Ever wondered what that three-digit or four-digit code on the backside of your credit or debit card is? It is called the CVV (card verification value) code. It is also commonly known as CSC (card security code) or CVC (card verification code). The CVV code is a security feature developed first in the UK, which is not surprising as Europe has always been ahead of the US in payments technology. MasterCard was one of the first card issuers to use it in 1997. CVV code is used as a replacement for PIN (personal identification number) during CNP (card not present) or online transactions to prove the possession of the card with the buyer. However, does CVV or CSC code provide enough security? It is not even mandatory for merchants to enter a CVV code to process the transaction. It has also been proven that CVV codes cannot protect against phishing scams. Once the criminal is successful in his phishing attack for a CVV code, he can make as many transactions as possible using the card details.
Dynamic card verification value (dCVV) or dynamic card verification code (dCVC) technology is the most secure version of a CVV code until now. To overcome the possible risks and fraudulent activities associated with a printed CVV code, NagraID Security (NIDS), the world leader in display card manufacturing announced dynamic card verification value (dCVV) technology in March 2011.
In partnership with NIDS, MasterCard had also announced to help banks issue cards with embedded computer screens to U.S. consumers in 2011. According to NagraID Security’s press release in 2011, this card was already used by banks in Asia and Europe and was about to be launched in the US. In August 2014, Oberthur Technologies, a French digital security company, acquired NagraID Security. In October 2014, it officially launched the first payment card that integrated dCVV technology from NagraID Security (NIDS) and called its product offering “Motion Code™”. The card has the CVV or CVC code on an e-ink screen on the card that refreshes the code after a specified interval of time. The e-ink technology enables a permanent display without the need to use electricity from the ultra-thin battery embedded within the plastic. Battery is used only for the auto-refresh that happens every hour. The e-ink screen readouts also provide a host of useful information like current balance, available credit, recent transactions, even special messages from banks or coupon codes from merchants to the consumers. However the availability of such additional information is possible in Europe since the cards are wired to bank networks. In US, that is yet to happen.

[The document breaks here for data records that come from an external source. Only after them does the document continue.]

//! # Connection Health Monitor
//!
//! Background task that periodically pings the database through a
//! [`ConnectionHandle`] and publishes the outcome to a [`StatusRecord`].
//!
//! ## State machine
//!
//! ```text
//! Unknown ──► Connected ◄──────────────┐
//!    │           │                      │ attempt succeeded
//!    ▼           ▼                      │
//! Disconnected ──► Reconnecting ────────┘
//!    ▲                 │
//!    └─────────────────┘ all attempts failed (retries exhausted)
//! ```
//!
//! Every failed health check runs the reconnection protocol: up to
//! `max_retries` attempts of connect + ping, sleeping `attempt * step`
//! after each failure. When the budget is spent the monitor stays
//! `Disconnected` and ignores ticks until a [`ReconnectTrigger`] asks for a
//! manual check.

use std::sync::Arc;
use std::time::Duration;

use tokio::sync::mpsc::{self, error::TrySendError};
use tokio::sync::{broadcast, watch};
use tokio::task::JoinHandle;
use tokio::time::MissedTickBehavior;

use crate::config::{DbPulseConfig, MonitorConfig};
use crate::connection::{ConnectionHandle, Connector};
use crate::error::DbPulseError;
use crate::status::{Status, StatusRecord};

/// How long [`HealthMonitor::stop`] waits for the loop before aborting it.
const STOP_TIMEOUT: Duration = Duration::from_secs(5);

/// Shortest tick period the monitor will run with.
const MIN_INTERVAL: Duration = Duration::from_secs(1);

// ─── Manual trigger ─────────────────────────────────────────────────────

/// Sender half of the single-slot manual reconnect channel.
///
/// Cloneable and cheap. Requests never block: while one request is pending,
/// further requests are coalesced into it.
#[derive(Debug, Clone)]
pub struct ReconnectTrigger {
    tx: mpsc::Sender<()>,
}

impl ReconnectTrigger {
    /// Ask the monitor for an immediate out-of-cycle health check.
    ///
    /// Returns `true` if the request was queued, `false` if one was already
    /// pending or the monitor has stopped.
    pub fn request(&self) -> bool {
        match self.tx.try_send(()) {
            Ok(()) => true,
            Err(TrySendError::Full(())) => {
                tracing::debug!("Manual reconnect already pending; request coalesced");
                false
            }
            Err(TrySendError::Closed(())) => {
                tracing::debug!("Manual reconnect requested after monitor stopped");
                false
            }
        }
    }
}

fn manual_channel() -> (ReconnectTrigger, mpsc::Receiver<()>) {
    let (tx, rx) = mpsc::channel(1);
    (ReconnectTrigger { tx }, rx)
}

/// Resolves once shutdown has been requested. Never resolves if the sender
/// is gone without requesting it.
async fn wait_for_shutdown(shutdown: &mut watch::Receiver<bool>) {
    if shutdown.wait_for(|stop| *stop).await.is_err() {
        std::future::pending::<()>().await;
    }
}

// ─── Health check procedure ─────────────────────────────────────────────

/// One health check plus, on failure, the bounded reconnection protocol.
pub struct HealthChecker<C: Connector> {
    connection: Arc<ConnectionHandle<C>>,
    status: Arc<StatusRecord>,
    config: MonitorConfig,
    shutdown: watch::Receiver<bool>,
}

impl<C: Connector> HealthChecker<C> {
    pub fn new(
        connection: Arc<ConnectionHandle<C>>,
        status: Arc<StatusRecord>,
        config: &MonitorConfig,
    ) -> Self {
        // Without a monitor nothing can request shutdown; the closed
        // channel never reports one.
        let (_, shutdown) = watch::channel(false);
        Self {
            connection,
            status,
            config: config.clone(),
            shutdown,
        }
    }

    fn with_shutdown(mut self, shutdown: watch::Receiver<bool>) -> Self {
        self.shutdown = shutdown;
        self
    }

    fn shutdown_requested(&self) -> bool {
        *self.shutdown.borrow()
    }

    fn interrupted(&self) -> bool {
        tracing::info!("Reconnection interrupted by shutdown");
        self.status.set_status(Status::Disconnected);
        false
    }

    /// Run one health check. Returns whether the connection ended healthy.
    ///
    /// `last_ping_time` is stamped whatever the outcome. A successful ping
    /// reports `Connected` and leaves `retries_exhausted` alone; a failed
    /// one always enters the reconnection protocol.
    pub async fn run(&self) -> bool {
        let previous = self.status.status();
        self.status.mark_ping();

        match self.connection.ping().await {
            Ok(()) => {
                if matches!(previous, Status::Disconnected | Status::Reconnecting) {
                    tracing::info!(previous = %previous, "Health check recovered");
                }
                self.status.set_status(Status::Connected);
                self.status.clear_last_error();
                true
            }
            Err(e) => {
                tracing::warn!(error = %e, "Health check failed");
                self.status.set_last_error(Arc::new(e));
                self.status.set_status(Status::Disconnected);
                self.reconnect().await
            }
        }
    }

    /// Operator-requested check: reports `Reconnecting` immediately, runs
    /// the health check, and re-arms automatic checks if it succeeds.
    pub async fn run_manual(&self) -> bool {
        self.status.set_status(Status::Reconnecting);
        let healthy = self.run().await;
        if healthy {
            self.status.set_retries_exhausted(false);
        }
        healthy
    }

    /// Bounded reconnection protocol. Returns whether the connection was
    /// restored.
    ///
    /// A shutdown request ends the protocol before the next attempt or
    /// during a backoff wait, reporting `Disconnected`.
    async fn reconnect(&self) -> bool {
        let max_retries = self.config.max_retries;
        self.status.set_status(Status::Reconnecting);

        let mut last_error: Option<Arc<DbPulseError>> = None;

        for attempt in 1..=max_retries {
            if self.shutdown_requested() {
                return self.interrupted();
            }
            self.status.mark_reconnect();
            tracing::info!(attempt, max_retries, "Attempting reconnection");

            let outcome = match self.connection.connect().await {
                Ok(()) => self.connection.ping().await,
                Err(e) => Err(e),
            };

            match outcome {
                Ok(()) => {
                    self.status.set_status(Status::Connected);
                    self.status.clear_last_error();
                    self.status.set_retries_exhausted(false);
                    tracing::info!(attempt, "Reconnection successful");
                    return true;
                }
                Err(e) => {
                    tracing::warn!(attempt, error = %e, "Reconnection attempt failed");
                    let e = Arc::new(e);
                    self.status.set_status(Status::Reconnecting);
                    self.status.set_last_error(Arc::clone(&e));
                    last_error = Some(e);
                }
            }

            let delay = self.config.backoff_for(attempt);
            tracing::debug!(
                delay_ms = u64::try_from(delay.as_millis()).unwrap_or(u64::MAX),
                "Backing off before retry"
            );
            let mut shutdown = self.shutdown.clone();
            tokio::select! {
                biased;

                () = wait_for_shutdown(&mut shutdown) => return self.interrupted(),
                () = tokio::time::sleep(delay) => {}
            }
        }

        tracing::error!(attempts = max_retries, "All reconnection attempts exhausted");
        self.status.set_retries_exhausted(true);
        self.status.set_status(Status::Disconnected);
        if let Some(e) = last_error {
            self.status.set_last_error(e);
        }
        false
    }
}

// ─── Monitor task ───────────────────────────────────────────────────────

/// Background health monitor for one database connection.
///
/// The monitor task is the only writer of its [`StatusRecord`]. Readers get
/// the record through [`status`](Self::status) and request manual checks
/// through [`trigger`](Self::trigger).
pub struct HealthMonitor {
    handle: Option<JoinHandle<()>>,
    shutdown: watch::Sender<bool>,
    trigger: ReconnectTrigger,
    status: Arc<StatusRecord>,
    target: String,
}

impl HealthMonitor {
    /// Start monitoring with a fresh handle and record built from `config`.
    pub fn spawn<C: Connector>(connector: C, config: &DbPulseConfig) -> Self {
        let connection = Arc::new(ConnectionHandle::new(connector, &config.timeouts));
        Self::start(connection, Arc::new(StatusRecord::new()), &config.monitor)
    }

    /// Start the monitor task.
    ///
    /// The task opens the initial connection, then races the periodic tick
    /// against manual reconnect requests until [`stop`](Self::stop) is
    /// called or the monitor is dropped. An interval below one second is
    /// raised to one second. Must be called within a tokio runtime.
    pub fn start<C: Connector>(
        connection: Arc<ConnectionHandle<C>>,
        status: Arc<StatusRecord>,
        config: &MonitorConfig,
    ) -> Self {
        let (trigger, manual_rx) = manual_channel();
        let (shutdown, shutdown_rx) = watch::channel(false);
        let target = connection.target();

        let interval = config.interval().max(MIN_INTERVAL);
        if interval != config.interval() {
            tracing::warn!(
                interval_secs = config.interval_secs,
                "Health check interval too short; using 1s"
            );
        }

        let checker = HealthChecker::new(connection, Arc::clone(&status), config)
            .with_shutdown(shutdown_rx.clone());

        let handle = tokio::spawn(monitor_loop(checker, interval, manual_rx, shutdown_rx));

        Self {
            handle: Some(handle),
            shutdown,
            trigger,
            status,
            target,
        }
    }

    /// Shared status record published by this monitor.
    pub fn status(&self) -> Arc<StatusRecord> {
        Arc::clone(&self.status)
    }

    /// Receiver of status transitions.
    pub fn status_changes(&self) -> broadcast::Receiver<Status> {
        self.status.subscribe()
    }

    /// Handle for requesting manual health checks.
    pub fn trigger(&self) -> ReconnectTrigger {
        self.trigger.clone()
    }

    /// Redacted description of the monitored target.
    pub fn target(&self) -> &str {
        &self.target
    }

    /// Stop the monitor and close the connection.
    ///
    /// A reconnection cycle in progress ends at its next backoff wait. An
    /// in-flight connect or ping is awaited up to a bounded time, after
    /// which the task is aborted.
    pub async fn stop(&mut self) {
        self.shutdown.send_replace(true);
        if let Some(mut handle) = self.handle.take() {
            if tokio::time::timeout(STOP_TIMEOUT, &mut handle).await.is_err() {
                tracing::warn!("Health monitor did not stop in time; aborting");
                handle.abort();
            }
        }
    }

    /// Returns whether the monitor task is still running.
    pub fn is_running(&self) -> bool {
        self.handle.as_ref().is_some_and(|h| !h.is_finished())
    }
}

impl Drop for HealthMonitor {
    fn drop(&mut self) {
        if let Some(handle) = self.handle.take() {
            handle.abort();
        }
    }
}

async fn monitor_loop<C: Connector>(
    checker: HealthChecker<C>,
    interval: Duration,
    mut manual_rx: mpsc::Receiver<()>,
    mut shutdown: watch::Receiver<bool>,
) {
    if let Err(e) = checker.connection.connect().await {
        tracing::warn!(
            error = %e,
            "Initial database connection failed; waiting for first health check"
        );
    }

    let mut ticker = tokio::time::interval(interval);
    ticker.set_missed_tick_behavior(MissedTickBehavior::Delay);

    loop {
        tokio::select! {
            biased;

            () = wait_for_shutdown(&mut shutdown) => break,
            Some(()) = manual_rx.recv() => {
                tracing::info!("Manual reconnect requested");
                checker.run_manual().await;
            }
            _ = ticker.tick() => {
                if checker.status.retries_exhausted() {
                    tracing::trace!("Retries exhausted; waiting for manual reconnect");
                    continue;
                }
                checker.run().await;
            }
        }
    }

    checker.connection.close().await;
    tracing::debug!("Health monitor stopped");
}

#[cfg(test)]
mod tests {
    use super::*;

    #[tokio::test]
    async fn test_trigger_coalesces_pending_requests() {
        let (trigger, mut rx) = manual_channel();

        assert!(trigger.request());
        assert!(!trigger.request());
        assert!(!trigger.clone().request());

        assert_eq!(rx.recv().await, Some(()));
        assert!(rx.try_recv().is_err());

        assert!(trigger.request());
    }

    #[tokio::test]
    async fn test_trigger_after_receiver_dropped() {
        let (trigger, rx) = manual_channel();
        drop(rx);
        assert!(!trigger.request());
    }
}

The good part about Oberthur’s Motion Code™ is that it doesn’t require the merchants to change anything in their system. The end users don’t have to pay differently either. The motion code is seen as a regular CVV code by payment processing networks. For issuers (or their processors), a specific server synchronized with the algorithm and refreshing rules defined in the cards will be needed, and doing so is a part of Oberthur’s offering together with its consulting services, thus enabling a quick implementation.
In September 2015, Banque Populaire and Caisse d’Epargne, one of the largest banks in France, in association with Natixis Payment Solutions and Oberthur Technologies (OT), announced the first pilot of the first payment card integrating Motion Code. Recently Oberthur also announced that BNP Paribas is running a trial of Motion Code™ with 1000 French customers. Oberthur didn’t talk about the user experience from the first pilot. It will be interesting to observe the results of this nascent financial technology in Europe and then in US. It also remains to be seem whether the extra electronics cost in the cards can be supported by the savings from reduced fraud, or whether the issuer banks will need to charge higher interchange for these cards. It is unlikely that consumers can be convinced to pick up the tab for this additional functionality.